* [EXERCISE DETAILS] Write each entry out again, exactly as it is written.

Stored items from a collection
==================================================
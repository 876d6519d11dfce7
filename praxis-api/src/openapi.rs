//! OpenAPI Documentation
//!
//! Aggregates the utoipa path annotations from every route module into
//! one document, served at /openapi.json.

use utoipa::OpenApi;

use crate::routes;

#[derive(OpenApi)]
#[openapi(
    info(
        title = "Praxis API",
        description = "Learning-activity tracking backend: course packages, agent profiles, \
                       activities, session transcripts, interaction reports and a chat proxy.",
        license(name = "MIT"),
    ),
    paths(
        routes::course_package::list_course_packages,
        routes::course_package::create_course_package,
        routes::agent::list_agent_profiles,
        routes::agent::create_agent_profile,
        routes::activity::list_activities,
        routes::activity::create_activity,
        routes::session::upsert_session,
        routes::session::get_session,
        routes::report::list_reports,
        routes::report::get_report,
        routes::report::upsert_report,
        routes::report::patch_report,
        routes::chat::chat_completion,
        routes::health::health,
        routes::health::db_test,
    ),
    components(schemas(
        praxis_core::CoursePackage,
        praxis_core::Unit,
        praxis_core::AgentProfile,
        praxis_core::Persona,
        praxis_core::PersonaStyle,
        praxis_core::Activity,
        praxis_core::ActivityStatus,
        praxis_core::SessionRecord,
        praxis_core::SessionTurn,
        praxis_core::TurnRole,
        praxis_core::InteractionReport,
        praxis_core::UnitResult,
        praxis_core::NewCoursePackage,
        praxis_core::NewUnit,
        praxis_core::NewAgentProfile,
        praxis_core::NewPersona,
        praxis_core::NewActivity,
        crate::envelope::ErrorEnvelope,
    )),
    tags(
        (name = "Course Packages", description = "Course package and unit management"),
        (name = "Agents", description = "Agent profile management"),
        (name = "Activities", description = "Learning activity tracking"),
        (name = "Sessions", description = "Session transcript records"),
        (name = "Reports", description = "Interaction report upserts and queries"),
        (name = "Chat", description = "Chat provider proxy"),
        (name = "Health", description = "Liveness and store connectivity"),
    )
)]
pub struct ApiDoc;

#[cfg(test)]
mod tests {
    use super::*;

    #[test]
    fn test_openapi_document_builds() {
        let doc = ApiDoc::openapi();
        let json = serde_json::to_string(&doc).unwrap();
        assert!(json.contains("/reports"));
        assert!(json.contains("/chat"));
        assert!(json.contains("/db/test"));
    }
}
==================================================
* [ANSWER TO THIS PROBLEM]
repository 876d6519d11dfce7
filename praxis-api/src/openapi.rs
//! OpenAPI Documentation
//!
//! Aggregates the utoipa path annotations from every route module into
//! one document, served at /openapi.json.

use utoipa::OpenApi;

use crate::routes;

#[derive(OpenApi)]
#[openapi(
    info(
        title = "Praxis API",
        description = "Learning-activity tracking backend: course packages, agent profiles, \
                       activities, session transcripts, interaction reports and a chat proxy.",
        license(name = "MIT"),
    ),
    paths(
        routes::course_package::list_course_packages,
        routes::course_package::create_course_package,
        routes::agent::list_agent_profiles,
        routes::agent::create_agent_profile,
        routes::activity::list_activities,
        routes::activity::create_activity,
        routes::session::upsert_session,
        routes::session::get_session,
        routes::report::list_reports,
        routes::report::get_report,
        routes::report::upsert_report,
        routes::report::patch_report,
        routes::chat::chat_completion,
        routes::health::health,
        routes::health::db_test,
    ),
    components(schemas(
        praxis_core::CoursePackage,
        praxis_core::Unit,
        praxis_core::AgentProfile,
        praxis_core::Persona,
        praxis_core::PersonaStyle,
        praxis_core::Activity,
        praxis_core::ActivityStatus,
        praxis_core::SessionRecord,
        praxis_core::SessionTurn,
        praxis_core::TurnRole,
        praxis_core::InteractionReport,
        praxis_core::UnitResult,
        praxis_core::NewCoursePackage,
        praxis_core::NewUnit,
        praxis_core::NewAgentProfile,
        praxis_core::NewPersona,
        praxis_core::NewActivity,
        crate::envelope::ErrorEnvelope,
    )),
    tags(
        (name = "Course Packages", description = "Course package and unit management"),
        (name = "Agents", description = "Agent profile management"),
        (name = "Activities", description = "Learning activity tracking"),
        (name = "Sessions", description = "Session transcript records"),
        (name = "Reports", description = "Interaction report upserts and queries"),
        (name = "Chat", description = "Chat provider proxy"),
        (name = "Health", description = "Liveness and store connectivity"),
    )
)]
pub struct ApiDoc;

#[cfg(test)]
mod tests {
    use super::*;

    #[test]
    fn test_openapi_document_builds() {
        let doc = ApiDoc::openapi();
        let json = serde_json::to_string(&doc).unwrap();
        assert!(json.contains("/reports"));
        assert!(json.contains("/chat"));
        assert!(json.contains("/db/test"));
    }
}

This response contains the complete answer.